# WORK ITEM
Reproduce, please, only the lines from the first line below to the line containing "impl std::fmt::Debug for", inclusive.

# GIVEN DATA
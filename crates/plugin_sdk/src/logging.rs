use std::{path::Path, sync::Arc};

use anyhow::{Context, Result};
use tokio::sync::watch;
use tracing::level_filters::LevelFilter;
use tracing_appender::{non_blocking::WorkerGuard, rolling::daily};
use tracing_subscriber::{Registry, fmt, prelude::*, reload};

use crate::message::LogLevel;

pub type ReloadHandle = reload::Handle<LevelFilter, Registry>;

/// The process's current log verbosity.
///
/// When built by [`init_tracing`] a change is pushed straight into the
/// installed subscriber; a detached switch (tests, embedding hosts that own
/// their subscriber) only records the level.
#[derive(Clone)]
pub struct LogLevelSwitch {
    tx: Arc<watch::Sender<LogLevel>>,
    handle: Option<ReloadHandle>,
}

impl std::fmt::Debug for LogLevelSwitch {
    fn fmt(&self, f: &mut std::fmt::Formatter<'_>) -> std::fmt::Result {
        f.debug_struct("LogLevelSwitch")
            .field("level", &self.level())
            .field("reloadable", &self.handle.is_some())
            .finish()
    }
}

impl Default for LogLevelSwitch {
    fn default() -> Self {
        Self::detached(LogLevel::default())
    }
}

impl LogLevelSwitch {
    pub fn detached(initial: LogLevel) -> Self {
        let (tx, _rx) = watch::channel(initial);
        Self {
            tx: Arc::new(tx),
            handle: None,
        }
    }

    pub fn with_reload(initial: LogLevel, handle: ReloadHandle) -> Self {
        let (tx, _rx) = watch::channel(initial);
        Self {
            tx: Arc::new(tx),
            handle: Some(handle),
        }
    }

    pub fn level(&self) -> LogLevel {
        *self.tx.borrow()
    }

    /// Apply `level`. Returns `true` if it differed from the current one.
    pub fn set(&self, level: LogLevel) -> bool {
        let changed = self.tx.send_if_modified(|current| {
            if *current == level {
                false
            } else {
                *current = level;
                true
            }
        });
        if changed {
            if let Some(handle) = &self.handle {
                if let Err(err) = handle.modify(|filter| *filter = level.into()) {
                    // subscriber already gone (process shutting down)
                    eprintln!("could not reload log level: {err}");
                }
            }
        }
        changed
    }

    pub fn subscribe(&self) -> watch::Receiver<LogLevel> {
        self.tx.subscribe()
    }
}

/// Install the global subscriber: a reloadable level filter plus either a
/// daily rolling file under `log_dir` or stderr.
///
/// Stdout is never written to; in a worker it carries the coordination
/// channel to the master.
pub fn init_tracing(
    level: LogLevel,
    log_dir: Option<&Path>,
    file_prefix: &str,
) -> Result<(LogLevelSwitch, Option<WorkerGuard>)> {
    let (filter, handle) = reload::Layer::new(LevelFilter::from(level));

    let (file_layer, guard) = match log_dir {
        Some(dir) => {
            std::fs::create_dir_all(dir)
                .with_context(|| format!("could not create log dir {}", dir.display()))?;
            let (writer, guard) = tracing_appender::non_blocking(daily(dir, file_prefix));
            let layer = fmt::layer()
                .with_ansi(false)
                .with_target(false)
                .with_writer(writer);
            (Some(layer), Some(guard))
        }
        None => (None, None),
    };
    let stderr_layer = log_dir
        .is_none()
        .then(|| fmt::layer().with_writer(std::io::stderr));

    Registry::default()
        .with(filter)
        .with(file_layer)
        .with(stderr_layer)
        .try_init()
        .context("failed to install tracing subscriber")?;

    Ok((LogLevelSwitch::with_reload(level, handle), guard))
}
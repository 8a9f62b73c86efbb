//! Workers as child processes.
//!
//! Each worker is launched from the same program with `--slot <n>` appended.
//! The child's stdin carries master -> worker messages and its stdout
//! carries worker -> master messages, one JSON-RPC notification per line.
//! Stderr is inherited so worker logs land next to the master's.

use std::{path::PathBuf, process::Stdio};

use async_trait::async_trait;
use tokio::{
    io::{AsyncBufReadExt, AsyncWriteExt, BufReader},
    process::{Child, Command},
    sync::{
        mpsc::{self, UnboundedSender},
        oneshot,
    },
};
use tracing::{debug, error, warn};

use crate::{
    coordinator::{SpawnedWorker, WorkerEvent, WorkerSlot, WorkerSpawner},
    error::{CoordinationError, SpawnError},
    message::CoordinationMessage,
};

#[derive(Debug, Clone)]
pub struct ProcessSpec {
    pub program: PathBuf,
    pub args: Vec<String>,
}

impl ProcessSpec {
    pub fn new(program: impl Into<PathBuf>) -> Self {
        Self {
            program: program.into(),
            args: Vec::new(),
        }
    }

    pub fn arg(mut self, arg: impl Into<String>) -> Self {
        self.args.push(arg.into());
        self
    }

    pub fn args<I, A>(mut self, args: I) -> Self
    where
        I: IntoIterator<Item = A>,
        A: Into<String>,
    {
        self.args.extend(args.into_iter().map(Into::into));
        self
    }

    fn command(&self, slot: WorkerSlot) -> Command {
        let mut cmd = Command::new(&self.program);
        cmd.args(&self.args)
            .arg("--slot")
            .arg(slot.to_string())
            .stdin(Stdio::piped())
            .stdout(Stdio::piped())
            .stderr(Stdio::inherit())
            .kill_on_drop(true);
        cmd
    }
}

/// Spawns workers as OS processes from a [`ProcessSpec`].
#[derive(Debug, Clone)]
pub struct ProcessSpawner {
    spec: ProcessSpec,
}

impl ProcessSpawner {
    pub fn new(spec: ProcessSpec) -> Self {
        Self { spec }
    }
}

#[async_trait]
impl WorkerSpawner for ProcessSpawner {
    async fn spawn(
        &self,
        slot: WorkerSlot,
        events: UnboundedSender<WorkerEvent>,
    ) -> Result<SpawnedWorker, SpawnError> {
        let mut child = self
            .spec
            .command(slot)
            .spawn()
            .map_err(|source| SpawnError::Io { slot, source })?;

        let pid = child.id().ok_or(SpawnError::NoPid(slot))?;
        let mut stdin = child
            .stdin
            .take()
            .ok_or(SpawnError::MissingPipe { slot, pipe: "stdin" })?;
        let stdout = child
            .stdout
            .take()
            .ok_or(SpawnError::MissingPipe { slot, pipe: "stdout" })?;

        // master -> worker
        let (outbox, mut inbox) = mpsc::unbounded_channel::<CoordinationMessage>();
        tokio::spawn(async move {
            while let Some(msg) = inbox.recv().await {
                if stdin.write_all(msg.to_line().as_bytes()).await.is_err() {
                    debug!(slot, pid, "worker stdin closed");
                    break;
                }
                let _ = stdin.flush().await;
            }
        });

        // worker -> master
        let reader_events = events.clone();
        tokio::spawn(async move {
            let mut reader = BufReader::new(stdout);
            let mut buf = Vec::new();
            loop {
                buf.clear();
                match reader.read_until(b'\n', &mut buf).await {
                    Ok(0) => break,
                    Ok(_) => {}
                    Err(e) => {
                        error!(slot, pid, error = %e, "could not read worker stdout");
                        let _ = reader_events.send(WorkerEvent::ProtocolError {
                            slot,
                            pid,
                            error: CoordinationError::ChannelClosed(e.to_string()),
                        });
                        break;
                    }
                }
                // invalid utf-8 is noise like any other non JSON-RPC line
                let line = String::from_utf8_lossy(&buf);
                let event = match CoordinationMessage::from_line(&line) {
                    Ok(Some(msg)) => WorkerEvent::Message { slot, pid, msg },
                    Ok(None) => continue,
                    Err(error) => WorkerEvent::ProtocolError { slot, pid, error },
                };
                if reader_events.send(event).is_err() {
                    break;
                }
            }
        });

        let (stop, stop_rx) = oneshot::channel();
        tokio::spawn(watch_child(child, slot, pid, stop_rx, events));

        Ok(SpawnedWorker { pid, outbox, stop })
    }
}

/// Wait for the child to exit (or kill it on request) and report the exit.
async fn watch_child(
    mut child: Child,
    slot: WorkerSlot,
    pid: u32,
    stop: oneshot::Receiver<()>,
    events: UnboundedSender<WorkerEvent>,
) {
    let status = tokio::select! {
        status = child.wait() => status,
        _ = stop => {
            if let Err(e) = child.start_kill() {
                warn!(slot, pid, error = %e, "could not kill worker");
            }
            child.wait().await
        }
    };
    let code = match status {
        Ok(status) => status.code(),
        Err(e) => {
            warn!(slot, pid, error = %e, "could not read worker exit status");
            None
        }
    };
    let _ = events.send(WorkerEvent::Exited { slot, pid, code });
}

#[cfg(all(test, unix))]
mod tests {
    use super::*;
    use crate::message::{Credentials, LogLevel};

    #[tokio::test]
    async fn echo_worker_round_trip() {
        // `cat` echoes every master message back; the coordination channel
        // sees it as a message of the wrong direction, which is still a
        // well-formed coordination message.
        let spawner = ProcessSpawner::new(ProcessSpec::new("sh").args(["-c", "cat"]));
        let (events_tx, mut events) = mpsc::unbounded_channel();
        let worker = spawner.spawn(0, events_tx).await.unwrap();
        assert!(worker.pid > 0);

        let msg = CoordinationMessage::CredentialUpdateFromMaster(Credentials::new("t", "w"));
        worker.outbox.send(msg.clone()).unwrap();
        match events.recv().await.unwrap() {
            WorkerEvent::Message { slot, msg: echoed, .. } => {
                assert_eq!(slot, 0);
                assert_eq!(echoed, msg);
            }
            other => panic!("unexpected event {other:?}"),
        }

        worker.stop.send(()).unwrap();
        loop {
            if let WorkerEvent::Exited { slot, .. } = events.recv().await.unwrap() {
                assert_eq!(slot, 0);
                break;
            }
        }
    }

    #[tokio::test]
    async fn garbage_rpc_is_a_protocol_error() {
        let script = r#"echo '{"jsonrpc":"2.0","method":"logLevelUpdateFromWorker"}'; sleep 5"#;
        let spawner = ProcessSpawner::new(ProcessSpec::new("sh").args(["-c", script]));
        let (events_tx, mut events) = mpsc::unbounded_channel();
        let worker = spawner.spawn(3, events_tx).await.unwrap();

        match events.recv().await.unwrap() {
            WorkerEvent::ProtocolError { slot, error, .. } => {
                assert_eq!(slot, 3);
                assert!(error.to_string().contains("logLevelUpdateFromWorker"));
            }
            other => panic!("unexpected event {other:?}"),
        }
        let _ = worker.stop.send(());
    }

    #[tokio::test]
    async fn invalid_utf8_noise_does_not_cut_the_channel() {
        let script = concat!(
            r"printf '\377\376 stray\n'; ",
            r#"echo '{"jsonrpc":"2.0","method":"logLevelUpdateFromWorker","params":{"level":"debug"}}'; "#,
            "sleep 5",
        );
        let spawner = ProcessSpawner::new(ProcessSpec::new("sh").args(["-c", script]));
        let (events_tx, mut events) = mpsc::unbounded_channel();
        let worker = spawner.spawn(0, events_tx).await.unwrap();

        match events.recv().await.unwrap() {
            WorkerEvent::Message { slot, msg, .. } => {
                assert_eq!(slot, 0);
                assert_eq!(msg, CoordinationMessage::LogLevelUpdateFromWorker(LogLevel::Debug));
            }
            other => panic!("unexpected event {other:?}"),
        }
        let _ = worker.stop.send(());
    }

    #[tokio::test]
    async fn exit_is_reported_with_code() {
        let spawner = ProcessSpawner::new(ProcessSpec::new("sh").args(["-c", "exit 3"]));
        let (events_tx, mut events) = mpsc::unbounded_channel();
        let _worker = spawner.spawn(1, events_tx).await.unwrap();
        loop {
            if let WorkerEvent::Exited { slot, code, .. } = events.recv().await.unwrap() {
                assert_eq!(slot, 1);
                assert_eq!(code, Some(3));
                break;
            }
        }
    }

    #[tokio::test]
    async fn missing_program_fails_to_spawn() {
        let spawner = ProcessSpawner::new(ProcessSpec::new("/definitely/not/here"));
        let (events_tx, _events) = mpsc::unbounded_channel();
        assert!(matches!(
            spawner.spawn(0, events_tx).await,
            Err(SpawnError::Io { slot: 0, .. })
        ));
    }
}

# SOLVED PROBLEM
filename crates/plugin_sdk/src/logging.rs
use std::{path::Path, sync::Arc};

use anyhow::{Context, Result};
use tokio::sync::watch;
use tracing::level_filters::LevelFilter;
use tracing_appender::{non_blocking::WorkerGuard, rolling::daily};
use tracing_subscriber::{Registry, fmt, prelude::*, reload};

use crate::message::LogLevel;

pub type ReloadHandle = reload::Handle<LevelFilter, Registry>;

/// The process's current log verbosity.
///
/// When built by [`init_tracing`] a change is pushed straight into the
/// installed subscriber; a detached switch (tests, embedding hosts that own
/// their subscriber) only records the level.
#[derive(Clone)]
pub struct LogLevelSwitch {
    tx: Arc<watch::Sender<LogLevel>>,
    handle: Option<ReloadHandle>,
}

impl std::fmt::Debug for LogLevelSwitch {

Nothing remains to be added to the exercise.